### Task item
Each line of the data should be transcribed exactly as given.
· · · · ·
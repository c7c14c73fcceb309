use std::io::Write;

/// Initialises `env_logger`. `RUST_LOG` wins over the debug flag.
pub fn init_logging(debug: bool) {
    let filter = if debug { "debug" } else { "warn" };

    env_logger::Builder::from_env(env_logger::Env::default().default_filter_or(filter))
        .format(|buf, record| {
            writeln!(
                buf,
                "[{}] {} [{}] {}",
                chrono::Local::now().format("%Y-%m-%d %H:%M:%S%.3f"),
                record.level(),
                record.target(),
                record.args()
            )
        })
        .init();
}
· · · · ·
### Output below
repository c7c14c73fcceb309
use std::io::Write;

/// Initialises `env_logger`. `RUST_LOG` wins over the debug flag.
pub fn init_logging(debug: bool) {
    let filter = if debug { "debug" } else { "warn" };

    env_logger::Builder::from_env(env_logger::Env::default().default_filter_or(filter))
        .format(|buf, record| {
            writeln!(
                buf,
                "[{}] {} [{}] {}",
                chrono::Local::now().format("%Y-%m-%d %H:%M:%S%.3f"),
                record.level(),
                record.target(),
                record.args()
            )
        })
        .init();
}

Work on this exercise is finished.